_THE TASK_
Word for word, copy the line containing "invoice.preimage = Some(payment.payment_preimage);" and each line after it in the records below, ending with the last line.

_Dataset entries_

╭──

//! Lightning Bridge (C9), spec §4.6.

pub mod fees;
pub mod monitor;

use std::sync::Arc;

use chrono::{Duration as ChronoDuration, Utc};

use crate::adapters::lightning::LightningAdapter;
use crate::balance::BalanceManager;
use crate::config::GatewayConfig;
use crate::domain::{Amount, InvoiceStatus, LightningInvoice, LightningInvoiceType};
use crate::error::{GatewayError, GatewayResult};
use crate::events::{topics, EventBus};
use crate::retry::with_retry;
use crate::store::LedgerStore;

#[derive(Clone)]
pub struct LightningBridge {
    store: LedgerStore,
    balances: BalanceManager,
    lightning: Arc<dyn LightningAdapter>,
    events: Arc<EventBus>,
    config: GatewayConfig,
}

impl LightningBridge {
    pub fn new(
        store: LedgerStore,
        balances: BalanceManager,
        lightning: Arc<dyn LightningAdapter>,
        events: Arc<EventBus>,
        config: GatewayConfig,
    ) -> Self {
        Self { store, balances, lightning, events, config }
    }

    /// `create_lift`: a lift is an on-ramp — the user has no off-chain
    /// balance to check yet, since the whole point is to mint one once the
    /// inbound Lightning payment settles (spec §4.6 step 4, `monitor.rs`'s
    /// `observe_lift_settlement`). No pre-balance guard here: spec §8
    /// scenario 5 starts the user at balance 0 and expects the lift to
    /// succeed.
    pub async fn create_lift(
        &self,
        _user_pubkey: &str,
        asset_id: &str,
        amount: Amount,
        memo: Option<String>,
    ) -> GatewayResult<LightningInvoice> {
        let memo = memo.unwrap_or_else(|| format!("ark-gateway lift {amount} {asset_id}"));
        let invoice_result = with_retry("add_invoice", || async {
            self.lightning
                .add_invoice(amount as u64, &memo, self.config.invoice_expiry_secs)
                .await
                .map_err(GatewayError::from)
        })
        .await?;

        let now = Utc::now();
        let invoice = LightningInvoice {
            payment_hash: invoice_result.payment_hash,
            bolt11: invoice_result.payment_request,
            session_id: None,
            amount,
            asset_id: asset_id.to_string(),
            status: InvoiceStatus::Pending,
            invoice_type: LightningInvoiceType::Lift,
            created_at: now,
            expires_at: now + ChronoDuration::seconds(self.config.invoice_expiry_secs as i64),
            paid_at: None,
            preimage: None,
        };
        self.store.put_invoice(&invoice)?;
        Ok(invoice)
    }

    /// `process_land`: debits nothing yet — `pay` does the actual spend.
    /// Validates the BOLT11 matches the requested amount and persists a
    /// `pending_payment` row (spec §4.6 step 2-3).
    pub async fn process_land(
        &self,
        user_pubkey: &str,
        asset_id: &str,
        amount: Amount,
        bolt11: &str,
    ) -> GatewayResult<LightningInvoice> {
        let available = self.balances.available_balance(user_pubkey, asset_id).await?;
        if available < amount {
            return Err(GatewayError::InsufficientFunds { needed: amount, available });
        }

        let decoded = self.lightning.lookup_invoice_by_request(bolt11).await?;
        if decoded.amount as u128 != amount {
            return Err(GatewayError::Validation(format!(
                "bolt11 amount {} does not match requested amount {amount}",
                decoded.amount
            )));
        }

        self.balances.reserve(user_pubkey, asset_id, amount).await?;

        let now = Utc::now();
        let invoice = LightningInvoice {
            payment_hash: decoded.payment_hash,
            bolt11: bolt11.to_string(),
            session_id: None,
            amount,
            asset_id: asset_id.to_string(),
            status: InvoiceStatus::PendingPayment,
            invoice_type: LightningInvoiceType::Land,
            created_at: now,
            expires_at: now + ChronoDuration::seconds(self.config.invoice_expiry_secs as i64),
            paid_at: None,
            preimage: None,
        };
        self.store.put_invoice(&invoice)?;
        Ok(invoice)
    }

    /// `pay(payment_hash)`: requires status `pending_payment`; attempts
    /// payment with the shared three-attempt/50ms-linear-backoff retry
    /// (spec §7). On failure, releases the reservation `process_land` took;
    /// on success, finalizes it — debiting both `balance` and
    /// `reserved_balance` for good, since the off-chain funds have now
    /// genuinely left the ledger for an external Lightning payout.
    pub async fn pay(&self, payment_hash: &str) -> GatewayResult<LightningInvoice> {
        let mut invoice = self
            .store
            .get_invoice(payment_hash)?
            .ok_or_else(|| GatewayError::InvoiceNotFound(payment_hash.to_string()))?;
        if invoice.status != InvoiceStatus::PendingPayment {
            return Err(GatewayError::Validation(format!(
                "invoice {payment_hash} is not pending_payment (status: {})",
                invoice.status.as_str()
            )));
        }

        let payment = match with_retry("send_payment", || async {
            self.lightning.send_payment(&invoice.bolt11).await.map_err(GatewayError::from)
        })
        .await
        {
            Ok(result) => result,
            Err(e) => {
                if let Some(user_pubkey) = self.land_owner(&invoice)? {
                    self.balances.release(&user_pubkey, &invoice.asset_id, invoice.amount).await?;
                } else {
                    tracing::warn!(payment_hash, "payment failed but no session on invoice to recover the reservation owner");
                }
                return Err(GatewayError::PaymentFailed(e.to_string()));
            }
        };

        invoice.status = InvoiceStatus::Paid;
        invoice.paid_at = Some(Utc::now());
        invoice.preimage = Some(payment.payment_preimage);
        self.store.put_invoice(&invoice)?;

        if let Some(user_pubkey) = self.land_owner(&invoice)? {
            self.balances.finalize_debit(&user_pubkey, &invoice.asset_id, invoice.amount).await?;
        } else {
            tracing::warn!(payment_hash, "paid land invoice has no recoverable owner, reservation not finalized");
        }

        self.events.publish(
            topics::LIGHTNING_PAYMENT_EVENTS,
            serde_json::json!({ "payment_hash": payment_hash, "status": "paid" }),
        );
        Ok(invoice)
    }

    /// `LightningInvoice` carries no `user_pubkey` field (spec §3's data
    /// model), only an optional `session_id`; recover the reservation
    /// owner through the session row when one is attached, so a failed
    /// `pay()` can release the hold it took in `process_land`. Without a
    /// session_id (e.g. land initiated outside a ceremony) there is
    /// nothing to compensate automatically.
    fn land_owner(&self, invoice: &LightningInvoice) -> GatewayResult<Option<String>> {
        match &invoice.session_id {
            Some(session_id) => Ok(self.store.get_session(session_id)?.map(|s| s.user_pubkey)),
            None => Ok(None),
        }
    }
}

╰──

_EXPECTED ANSWER_
        invoice.preimage = Some(payment.payment_preimage);
        self.store.put_invoice(&invoice)?;

        if let Some(user_pubkey) = self.land_owner(&invoice)? {
            self.balances.finalize_debit(&user_pubkey, &invoice.asset_id, invoice.amount).await?;
        } else {
            tracing::warn!(payment_hash, "paid land invoice has no recoverable owner, reservation not finalized");
        }

        self.events.publish(
            topics::LIGHTNING_PAYMENT_EVENTS,
            serde_json::json!({ "payment_hash": payment_hash, "status": "paid" }),
        );
        Ok(invoice)
    }

    /// `LightningInvoice` carries no `user_pubkey` field (spec §3's data
    /// model), only an optional `session_id`; recover the reservation
    /// owner through the session row when one is attached, so a failed
    /// `pay()` can release the hold it took in `process_land`. Without a
    /// session_id (e.g. land initiated outside a ceremony) there is
    /// nothing to compensate automatically.
    fn land_owner(&self, invoice: &LightningInvoice) -> GatewayResult<Option<String>> {
        match &invoice.session_id {
            Some(session_id) => Ok(self.store.get_session(session_id)?.map(|s| s.user_pubkey)),
            None => Ok(None),
        }
    }
}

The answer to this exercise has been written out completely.